» **Data to use**

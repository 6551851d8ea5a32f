use std::{fs, path::Path, process::Command};

use au::{
    late::{late_submissions, late_table},
    repo::SubmissionRepo,
    roster::{MatchMode, Roster},
};
use chrono::{TimeZone, Utc};

fn git_available() -> bool {
    which::which("git").is_ok()
}

fn git(dir: &Path, args: &[&str]) {
    let status = Command::new("git")
        .args(["-c", "commit.gpgsign=false", "-c", "init.defaultBranch=main"])
        .args(args)
        .current_dir(dir)
        .status()
        .unwrap();
    assert!(status.success(), "git {args:?} failed");
}

fn commit_as(dir: &Path, author: &str, email: &str, timestamp: &str, message: &str) {
    fs::write(dir.join("hw.py"), format!("# {author} {timestamp}\n")).unwrap();
    git(dir, &["add", "."]);
    let status = Command::new("git")
        .args(["-c", "commit.gpgsign=false", "commit", "-q", "-m", message])
        .env("GIT_AUTHOR_NAME", author)
        .env("GIT_AUTHOR_EMAIL", email)
        .env("GIT_COMMITTER_NAME", author)
        .env("GIT_COMMITTER_EMAIL", email)
        .env("GIT_AUTHOR_DATE", timestamp)
        .env("GIT_COMMITTER_DATE", timestamp)
        .current_dir(dir)
        .status()
        .unwrap();
    assert!(status.success());
}

fn repo(root: &Path, name: &str) -> std::path::PathBuf {
    let dir = root.join(name);
    fs::create_dir(&dir).unwrap();
    git(&dir, &["init", "-q"]);
    commit_as(
        &dir,
        "github-classroom[bot]",
        "bot@example.com",
        "2024-01-01T12:00:00Z",
        "Initial commit",
    );
    dir
}

#[tokio::test]
async fn late_work_is_reported_per_student() {
    if !git_available() {
        return;
    }
    let root = tempfile::tempdir().unwrap();
    let ada = repo(root.path(), "hw1-ada");
    commit_as(&ada, "ada", "ada@example.com", "2024-01-05T10:00:00Z", "on time");
    commit_as(&ada, "ada", "ada@example.com", "2024-01-06T10:00:00Z", "late fix");
    commit_as(&ada, "prof", "prof@example.com", "2024-01-09T10:00:00Z", "feedback");

    let grace = repo(root.path(), "hw1-grace");
    commit_as(&grace, "grace", "grace@example.com", "2024-01-04T10:00:00Z", "done");

    repo(root.path(), "hw1-alan");

    let roster = Roster::from_entries([("ada", "Ada Lovelace"), ("grace", "Grace Hopper")]);
    let labeling = roster.label_dirs(&["hw1-ada", "hw1-grace", "hw1-alan"], MatchMode::Lookup, false);
    let deadline = Utc.with_ymd_and_hms(2024, 1, 5, 23, 59, 0).unwrap();

    let late = late_submissions(
        root.path(),
        &deadline,
        Some(&labeling),
        "[bot]",
        Some("prof@example.com"),
    )
    .await
    .unwrap();

    assert_eq!(late.len(), 1);
    assert_eq!(late[0].student, "Ada Lovelace");
    assert_eq!(late[0].dir_name, "hw1-ada");
    assert_eq!(late[0].commits.len(), 1);
    assert_eq!(late[0].commits[0].message, "late fix");
    assert_eq!(late[0].amount(&deadline).as_deref(), Some("10:01"));

    let table = late_table(&late, &deadline);
    assert!(table.contains("Ada Lovelace"));
    assert!(!table.contains("Grace Hopper"));
}

#[tokio::test]
async fn unlabeled_directories_use_their_own_name() {
    if !git_available() {
        return;
    }
    let root = tempfile::tempdir().unwrap();
    let dir = repo(root.path(), "hw1-mystery");
    commit_as(&dir, "someone", "someone@example.com", "2024-02-01T00:00:00Z", "late");
    let deadline = Utc.with_ymd_and_hms(2024, 1, 5, 23, 59, 0).unwrap();

    let late = late_submissions(root.path(), &deadline, None, "[bot]", None)
        .await
        .unwrap();
    assert_eq!(late.len(), 1);
    assert_eq!(late[0].student, "hw1-mystery");
}

#[tokio::test]
async fn arbitrary_git_commands_report_their_output() {
    if !git_available() {
        return;
    }
    let root = tempfile::tempdir().unwrap();
    let dir = repo(root.path(), "hw1-ada");
    fs::write(dir.join("notes.txt"), "draft\n").unwrap();

    let repo = SubmissionRepo::open(&dir).unwrap();
    let status = repo
        .run_git(&["status".to_string(), "--porcelain".to_string()])
        .await
        .unwrap();
    assert!(status.success());
    assert!(status.stdout_lossy().contains("notes.txt"));

    let bogus = repo.run_git(&["no-such-command".to_string()]).await.unwrap();
    assert!(!bogus.success());
    assert!(!bogus.stderr_lossy().is_empty());
}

» **Task objective**
I need every line of the material that includes "contains", so please copy them out.

» **Task result**
    assert!(table.contains("Ada Lovelace"));
    assert!(!table.contains("Grace Hopper"));
    assert!(status.stdout_lossy().contains("notes.txt"));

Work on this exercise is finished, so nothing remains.